* **WORK ITEM**:
Filter the entries for the word "parallel". Copy each line in which it occurs.

* **INPUT FOR THIS TASK**:
use chrono::{DateTime, Utc};
use rust_decimal::Decimal;
use serde::{Deserialize, Serialize};
use sqlx::{prelude::FromRow, types::BigDecimal};
use std::fmt;
use std::str::FromStr;

use crate::error::{AppError, AppResult};

/// Payment lifecycle as stored in `payments.status`
#[derive(Debug, Clone, Copy, PartialEq, Eq, Hash, Serialize, Deserialize)]
#[serde(rename_all = "lowercase")]
pub enum PaymentStatus {
    Ready,
    Paid,
    Cancelled,
    Failed,
    Refunded,
}

impl PaymentStatus {
    pub fn as_str(&self) -> &'static str {
        match self {
            PaymentStatus::Ready => "ready",
            PaymentStatus::Paid => "paid",
            PaymentStatus::Cancelled => "cancelled",
            PaymentStatus::Failed => "failed",
            PaymentStatus::Refunded => "refunded",
        }
    }
}

impl fmt::Display for PaymentStatus {
    fn fmt(&self, f: &mut fmt::Formatter<'_>) -> fmt::Result {
        write!(f, "{}", self.as_str())
    }
}

impl FromStr for PaymentStatus {
    type Err = AppError;

    fn from_str(s: &str) -> Result<Self, Self::Err> {
        match s {
            "ready" => Ok(PaymentStatus::Ready),
            "paid" => Ok(PaymentStatus::Paid),
            "cancelled" => Ok(PaymentStatus::Cancelled),
            "failed" => Ok(PaymentStatus::Failed),
            "refunded" => Ok(PaymentStatus::Refunded),
            other => Err(AppError::InvalidInput(format!("Unknown payment status: {}", other))),
        }
    }
}

/// A completed or in-flight payment, read-only for the settlement job
#[derive(Debug, Clone, PartialEq, Eq, Serialize, Deserialize)]
pub struct PaymentRecord {
    pub id: i64,
    /// Gateway-side payment id
    pub imp_uid: String,
    pub partner_id: i64,
    pub amount: Decimal,
    pub payment_date: DateTime<Utc>,
    pub status: PaymentStatus,
}

/// Raw `payments` row
#[derive(Debug, FromRow)]
pub(crate) struct PaymentRow {
    pub id: i64,
    pub imp_uid: String,
    pub partner_id: i64,
    pub amount: BigDecimal,
    pub payment_date: DateTime<Utc>,
    pub status: String,
}

impl TryFrom<PaymentRow> for PaymentRecord {
    type Error = AppError;

    fn try_from(row: PaymentRow) -> AppResult<Self> {
        Ok(PaymentRecord {
            id: row.id,
            imp_uid: row.imp_uid,
            partner_id: row.partner_id,
            amount: Decimal::from_str(&row.amount.to_string())?,
            payment_date: row.payment_date,
            status: row.status.parse()?,
        })
    }
}
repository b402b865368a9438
// Failure notification for settlement rows that did not commit
//
// Delivery is at-least-once and best effort: the scheduler bounds every call
// with a timeout and only logs notifier errors.

use async_trait::async_trait;
use chrono::{NaiveDate, Utc};
use reqwest::Client;
use serde::Serialize;
use sqlx::PgPool;
use std::sync::Arc;
use std::time::Duration;
use tracing::{debug, error, info, warn};

use crate::error::{AppError, AppResult};

#[async_trait]
pub trait FailureNotifier: Send + Sync {
    async fn notify(&self, settlement_date: NaiveDate, failed_partner_ids: &[i64]) -> AppResult<()>;
}

/// Error summary plus one debug line per partner
pub struct LoggingNotifier;

#[async_trait]
impl FailureNotifier for LoggingNotifier {
    async fn notify(&self, settlement_date: NaiveDate, failed_partner_ids: &[i64]) -> AppResult<()> {
        error!(
            "🚨 Failed to settle {} for the following partner IDs: {:?}",
            settlement_date, failed_partner_ids
        );
        for partner_id in failed_partner_ids {
            debug!("Failed partner ID: {}", partner_id);
        }
        Ok(())
    }
}

#[derive(Debug, Serialize)]
struct SettlementAlert<'a> {
    text: String,
    settlement_date: NaiveDate,
    failed_partner_ids: &'a [i64],
    raised_at: chrono::DateTime<Utc>,
}

/// Posts an alert to an operator webhook (team messenger, paging bridge)
pub struct WebhookNotifier {
    client: Client,
    url: String,
}

impl WebhookNotifier {
    pub fn new(url: String, timeout: Duration) -> AppResult<Self> {
        let client = Client::builder()
            .timeout(timeout)
            .build()
            .map_err(|e| AppError::Config(format!("Webhook client: {}", e)))?;
        Ok(Self { client, url })
    }
}

#[async_trait]
impl FailureNotifier for WebhookNotifier {
    async fn notify(&self, settlement_date: NaiveDate, failed_partner_ids: &[i64]) -> AppResult<()> {
        let alert = SettlementAlert {
            text: format!(
                "Settlement for {} failed for {} partner(s)",
                settlement_date,
                failed_partner_ids.len()
            ),
            settlement_date,
            failed_partner_ids,
            raised_at: Utc::now(),
        };

        self.client
            .post(&self.url)
            .json(&alert)
            .send()
            .await
            .and_then(|response| response.error_for_status())
            .map_err(|e| AppError::ExternalError(format!("Alert webhook failed: {}", e)))?;

        info!("📣 Settlement failure alert sent for {}", settlement_date);
        Ok(())
    }
}

/// Keeps failed settlement cases in `settlement_failures` for later remediation
pub struct SettlementFailureLog {
    pool: PgPool,
}

impl SettlementFailureLog {
    pub fn new(pool: PgPool) -> Self {
        Self { pool }
    }
}

#[async_trait]
impl FailureNotifier for SettlementFailureLog {
    async fn notify(&self, settlement_date: NaiveDate, failed_partner_ids: &[i64]) -> AppResult<()> {
        sqlx::query(
            r#"
            INSERT INTO settlement_failures (partner_id, settlement_date)
            SELECT UNNEST($1::bigint[]), $2
            "#,
        )
        .bind(failed_partner_ids)
        .bind(settlement_date)
        .execute(&self.pool)
        .await?;

        info!(
            "🗂️ Recorded {} settlement failures for {}",
            failed_partner_ids.len(),
            settlement_date
        );
        Ok(())
    }
}

/// Delivers to every sink, even when an earlier one fails
pub struct FanoutNotifier {
    sinks: Vec<Arc<dyn FailureNotifier>>,
}

impl FanoutNotifier {
    pub fn new(sinks: Vec<Arc<dyn FailureNotifier>>) -> Self {
        Self { sinks }
    }
}

#[async_trait]
impl FailureNotifier for FanoutNotifier {
    async fn notify(&self, settlement_date: NaiveDate, failed_partner_ids: &[i64]) -> AppResult<()> {
        let mut first_error = None;

        for sink in &self.sinks {
            if let Err(e) = sink.notify(settlement_date, failed_partner_ids).await {
                warn!("⚠️ Failure notifier sink errored: {}", e);
                first_error.get_or_insert(e);
            }
        }

        match first_error {
            Some(e) => Err(e),
            None => Ok(()),
        }
    }
}
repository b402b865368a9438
use axum::{
    http::StatusCode,
    response::{IntoResponse, Response},
    Json,
};
use serde::Serialize;
use sqlx::migrate::MigrateError;
use thiserror::Error;

use crate::settlement::models::WriteResult;

/// Top-level error type for the entire application
#[derive(Error, Debug)]
pub enum AppError {
    #[error("Database error: {0}")]
    Database(#[from] sqlx::Error),

    #[error("Settlement error: {0}")]
    Settlement(#[from] SettlementError),

    #[error("Gateway error: {0}")]
    Gateway(#[from] GatewayError),

    #[error("Configuration error: {0}")]
    Config(String),

    #[error("Internal error: {0}")]
    Internal(String),

    #[error("Not found: {0}")]
    NotFound(String),

    #[error("Invalid input: {0}")]
    InvalidInput(String),

    #[error("External error: {0}")]
    ExternalError(String),
}

/// Settlement job errors
#[derive(Error, Debug)]
pub enum SettlementError {
    #[error("Payment query failed: {0}")]
    Query(String),

    #[error(
        "Batch write failed: {} of {} rows failed (partners {:?})",
        result.failed_partner_ids.len(),
        result.total_rows,
        result.failed_partner_ids
    )]
    BatchWrite { result: WriteResult },

    #[error("Settlement run exceeded its lock lease of {lease_secs}s")]
    LeaseExceeded { lease_secs: u64 },

    #[error("Settlement run panicked: {0}")]
    Panicked(String),
}

impl SettlementError {
    /// Partner ids that need remediation, if this is a batch failure
    pub fn failed_partner_ids(&self) -> &[i64] {
        match self {
            SettlementError::BatchWrite { result } => &result.failed_partner_ids,
            _ => &[],
        }
    }
}

/// Payment gateway errors
#[derive(Error, Debug, Clone, PartialEq, Eq)]
pub enum GatewayError {
    /// Connectivity, timeout or request-send failure; worth retrying
    #[error("Gateway transport failure: {0}")]
    Transport(String),

    /// The gateway answered and refused the request
    #[error("Gateway rejected request with {status}: {message}")]
    Rejected { status: u16, message: String },

    #[error("Gateway response could not be decoded: {0}")]
    Decode(String),
}

impl GatewayError {
    pub fn is_transient(&self) -> bool {
        matches!(self, GatewayError::Transport(_))
    }
}

impl From<reqwest::Error> for GatewayError {
    fn from(error: reqwest::Error) -> Self {
        if let Some(status) = error.status() {
            GatewayError::Rejected {
                status: status.as_u16(),
                message: error.to_string(),
            }
        } else if error.is_decode() {
            GatewayError::Decode(error.to_string())
        } else {
            // connect, timeout, request and body errors
            GatewayError::Transport(error.to_string())
        }
    }
}

/// Settlement storage errors, split by whether per-row information survived
#[derive(Error, Debug)]
pub enum StoreError {
    #[error("Batch insert partially failed")]
    Batch {
        outcomes: Vec<crate::settlement::models::RowOutcome>,
    },

    #[error("Settlement storage unavailable: {0}")]
    Unavailable(String),
}

impl From<sqlx::Error> for StoreError {
    fn from(error: sqlx::Error) -> Self {
        StoreError::Unavailable(error.to_string())
    }
}

/// API error response structure
#[derive(Serialize)]
pub struct ErrorResponse {
    pub error: String,
    pub error_code: String,
    #[serde(skip_serializing_if = "Option::is_none")]
    pub details: Option<serde_json::Value>,
}

impl IntoResponse for AppError {
    fn into_response(self) -> Response {
        let (status, error_code, message, details) = match self {
            AppError::Settlement(SettlementError::BatchWrite { result }) => (
                StatusCode::INTERNAL_SERVER_ERROR,
                "SETTLEMENT_BATCH_FAILED",
                format!(
                    "{} of {} settlement rows failed",
                    result.failed_partner_ids.len(),
                    result.total_rows
                ),
                Some(serde_json::json!({
                    "failed_partner_ids": result.failed_partner_ids,
                })),
            ),
            AppError::Settlement(e) => (
                StatusCode::INTERNAL_SERVER_ERROR,
                "SETTLEMENT_FAILED",
                e.to_string(),
                None,
            ),
            AppError::Gateway(GatewayError::Rejected { status, message }) => (
                StatusCode::BAD_GATEWAY,
                "GATEWAY_REJECTED",
                format!("Payment gateway rejected the request: {}", message),
                Some(serde_json::json!({ "gateway_status": status })),
            ),
            AppError::Gateway(_) => (
                StatusCode::BAD_GATEWAY,
                "GATEWAY_ERROR",
                "Payment gateway unavailable".to_string(),
                None,
            ),
            AppError::NotFound(what) => (
                StatusCode::NOT_FOUND,
                "NOT_FOUND",
                format!("Not found: {}", what),
                None,
            ),
            AppError::InvalidInput(message) => (
                StatusCode::BAD_REQUEST,
                "INVALID_INPUT",
                message,
                None,
            ),
            AppError::Database(_) => (
                StatusCode::INTERNAL_SERVER_ERROR,
                "DATABASE_ERROR",
                "A database error occurred".to_string(),
                None,
            ),
            _ => (
                StatusCode::INTERNAL_SERVER_ERROR,
                "INTERNAL_ERROR",
                "An internal error occurred".to_string(),
                None,
            ),
        };

        let body = Json(ErrorResponse {
            error: message,
            error_code: error_code.to_string(),
            details,
        });

        (status, body).into_response()
    }
}

impl From<rust_decimal::Error> for AppError {
    fn from(error: rust_decimal::Error) -> Self {
        AppError::InvalidInput(format!("Decimal conversion error: {:?}", error))
    }
}

impl From<MigrateError> for AppError {
    fn from(error: MigrateError) -> Self {
        AppError::Internal(format!("Migration error: {:?}", error))
    }
}

impl From<config::ConfigError> for AppError {
    fn from(error: config::ConfigError) -> Self {
        AppError::Config(error.to_string())
    }
}

/// Result type alias for the application
pub type AppResult<T> = Result<T, AppError>;
use std::time::Duration;

use serde::Deserialize;

use crate::settlement::scheduler::{SettlementFrequency, SettlementScheduleConfig};
use crate::settlement::writer::{WriteMode, WriterConfig};
use crate::gateway::RetryPolicy;

#[derive(Debug, Deserialize, Clone)]
pub struct Config {
    pub database_url: String,
    pub database_max_connections: u32,
    pub bind_address: String,

    /// "daily" or "interval"
    pub settlement_frequency: String,
    pub settlement_execution_hour: u32,
    pub settlement_interval_secs: u64,
    pub settlement_lock_name: String,
    /// "postgres" (cluster-wide) or "memory" (single instance)
    pub settlement_lock_backend: String,
    pub settlement_lock_lease_secs: u64,
    pub settlement_utc_offset_hours: i32,
    pub settlement_notify_timeout_ms: u64,

    /// "bulk" or "parallel"
    pub settlement_write_mode: String,
    pub settlement_write_workers: usize,
    pub settlement_upsert: bool,
    pub settlement_alert_webhook_url: Option<String>,

    pub portone_base_url: String,
    pub portone_imp_key: String,
    pub portone_imp_secret: String,
    pub portone_max_attempts: u32,
    pub portone_backoff_ms: u64,
    pub portone_timeout_secs: u64,
}

impl Config {
    /// Defaults overlaid with environment variables (`DATABASE_URL`, `SETTLEMENT_LOCK_NAME`, ...)
    pub fn from_env() -> Result<Self, config::ConfigError> {
        config::Config::builder()
            .set_default("database_url", "postgresql://localhost/settlement")?
            .set_default("database_max_connections", 20)?
            .set_default("bind_address", "0.0.0.0:8080")?
            .set_default("settlement_frequency", "daily")?
            .set_default("settlement_execution_hour", 2)?
            .set_default("settlement_interval_secs", 60)?
            .set_default("settlement_lock_name", "ScheduledTask_run")?
            .set_default("settlement_lock_backend", "postgres")?
            .set_default("settlement_lock_lease_secs", 600)?
            .set_default("settlement_utc_offset_hours", 0)?
            .set_default("settlement_notify_timeout_ms", 5_000)?
            .set_default("settlement_write_mode", "bulk")?
            .set_default("settlement_write_workers", 4)?
            .set_default("settlement_upsert", true)?
            .set_default("portone_base_url", "https://api.iamport.kr")?
            .set_default("portone_imp_key", "")?
            .set_default("portone_imp_secret", "")?
            .set_default("portone_max_attempts", 2)?
            .set_default("portone_backoff_ms", 1_000)?
            .set_default("portone_timeout_secs", 10)?
            .add_source(config::Environment::default().try_parsing(true))
            .build()?
            .try_deserialize()
    }

    pub fn schedule_config(&self) -> Result<SettlementScheduleConfig, config::ConfigError> {
        let frequency = match self.settlement_frequency.to_ascii_lowercase().as_str() {
            "daily" => {
                if self.settlement_execution_hour > 23 {
                    return Err(config::ConfigError::Message(format!(
                        "SETTLEMENT_EXECUTION_HOUR must be 0-23, got {}",
                        self.settlement_execution_hour
                    )));
                }
                SettlementFrequency::Daily {
                    execution_hour: self.settlement_execution_hour,
                }
            }
            "interval" => SettlementFrequency::Interval {
                every: Duration::from_secs(self.settlement_interval_secs.max(1)),
            },
            other => {
                return Err(config::ConfigError::Message(format!(
                    "Unknown SETTLEMENT_FREQUENCY: {}",
                    other
                )))
            }
        };

        Ok(SettlementScheduleConfig {
            frequency,
            lock_name: self.settlement_lock_name.clone(),
            lock_lease: Duration::from_secs(self.settlement_lock_lease_secs),
            utc_offset_hours: self.settlement_utc_offset_hours,
            notify_timeout: Duration::from_millis(self.settlement_notify_timeout_ms),
        })
    }

    pub fn writer_config(&self) -> Result<WriterConfig, config::ConfigError> {
        let mode = match self.settlement_write_mode.to_ascii_lowercase().as_str() {
            "bulk" => WriteMode::Bulk,
            "parallel" => WriteMode::Parallel {
                workers: self.settlement_write_workers.max(1),
            },
            other => {
                return Err(config::ConfigError::Message(format!(
                    "Unknown SETTLEMENT_WRITE_MODE: {}",
                    other
                )))
            }
        };
        Ok(WriterConfig { mode })
    }

    pub fn retry_policy(&self) -> RetryPolicy {
        RetryPolicy {
            max_attempts: self.portone_max_attempts.max(1),
            backoff: Duration::from_millis(self.portone_backoff_ms),
            jitter: Duration::ZERO,
        }
    }
}
use chrono::{DateTime, Duration, FixedOffset, NaiveDate, TimeZone, Utc};
use rust_decimal::Decimal;
use serde::{Deserialize, Serialize};
use std::collections::BTreeMap;

use crate::error::{AppError, AppResult};

/// partner_id -> exact total for one settlement day
pub type SettlementAggregate = BTreeMap<i64, Decimal>;

/// One calendar day, `[start, end)`, in the configured business timezone
#[derive(Debug, Clone, Copy, PartialEq, Eq, Serialize, Deserialize)]
pub struct SettlementWindow {
    pub settlement_date: NaiveDate,
    pub start: DateTime<Utc>,
    pub end: DateTime<Utc>,
}

impl SettlementWindow {
    /// The full day before `now`, as seen from `utc_offset_hours`
    pub fn previous_day(now: DateTime<Utc>, utc_offset_hours: i32) -> AppResult<Self> {
        let offset = FixedOffset::east_opt(utc_offset_hours * 3600).ok_or_else(|| {
            AppError::Config(format!("Invalid UTC offset: {} hours", utc_offset_hours))
        })?;

        let today = now.with_timezone(&offset).date_naive();
        let settlement_date = today
            .pred_opt()
            .ok_or_else(|| AppError::Internal(format!("No day before {}", today)))?;

        Self::for_date(settlement_date, offset)
    }

    pub fn for_date(settlement_date: NaiveDate, offset: FixedOffset) -> AppResult<Self> {
        let midnight = settlement_date
            .and_hms_opt(0, 0, 0)
            .ok_or_else(|| AppError::Internal(format!("No midnight on {}", settlement_date)))?;
        let start = offset
            .from_local_datetime(&midnight)
            .single()
            .ok_or_else(|| AppError::Internal(format!("Ambiguous start of {}", settlement_date)))?
            .with_timezone(&Utc);

        Ok(Self {
            settlement_date,
            start,
            end: start + Duration::days(1),
        })
    }

    /// Last whole second of the window (23:59:59 local)
    pub fn end_inclusive(&self) -> DateTime<Utc> {
        self.end - Duration::seconds(1)
    }

    pub fn contains(&self, at: DateTime<Utc>) -> bool {
        self.start <= at && at < self.end
    }
}

/// Persisted settlement row
#[derive(Debug, Clone, PartialEq, Eq, Serialize, Deserialize)]
pub struct SettlementRecord {
    pub partner_id: i64,
    pub total_amount: Decimal,
    pub settlement_date: NaiveDate,
}

impl SettlementRecord {
    pub fn from_aggregate(aggregate: &SettlementAggregate, settlement_date: NaiveDate) -> Vec<Self> {
        aggregate
            .iter()
            .map(|(partner_id, total_amount)| SettlementRecord {
                partner_id: *partner_id,
                total_amount: *total_amount,
                settlement_date,
            })
            .collect()
    }
}

/// Per-row result reported by the settlement store, index-aligned with the input batch
#[derive(Debug, Clone, PartialEq, Eq)]
pub enum RowOutcome {
    Written,
    Failed(String),
}

impl RowOutcome {
    pub fn is_failed(&self) -> bool {
        matches!(self, RowOutcome::Failed(_))
    }
}

/// Outcome of one SettlementWriter call
#[derive(Debug, Clone, Default, PartialEq, Eq, Serialize, Deserialize)]
pub struct WriteResult {
    pub total_rows: usize,
    /// Sorted ascending, empty on full success
    pub failed_partner_ids: Vec<i64>,
}

impl WriteResult {
    pub fn is_success(&self) -> bool {
        self.failed_partner_ids.is_empty()
    }

    pub fn written_rows(&self) -> usize {
        self.total_rows - self.failed_partner_ids.len()
    }
}

/// Summary of a completed settlement run
#[derive(Debug, Clone, PartialEq, Eq, Serialize)]
pub struct RunReport {
    pub settlement_date: NaiveDate,
    pub window: SettlementWindow,
    pub payment_count: usize,
    pub partner_count: usize,
    pub rows_written: usize,
    pub elapsed_ms: u64,
}

/// What a scheduler tick did
#[derive(Debug, Clone, PartialEq, Eq, Serialize)]
#[serde(tag = "outcome", rename_all = "snake_case")]
pub enum RunOutcome {
    /// Another instance holds the lock
    Skipped,
    Completed(RunReport),
}
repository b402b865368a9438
pub mod handler;
pub mod models;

* **WRITTEN SOLUTION**:
    /// "bulk" or "parallel"
            "parallel" => WriteMode::Parallel {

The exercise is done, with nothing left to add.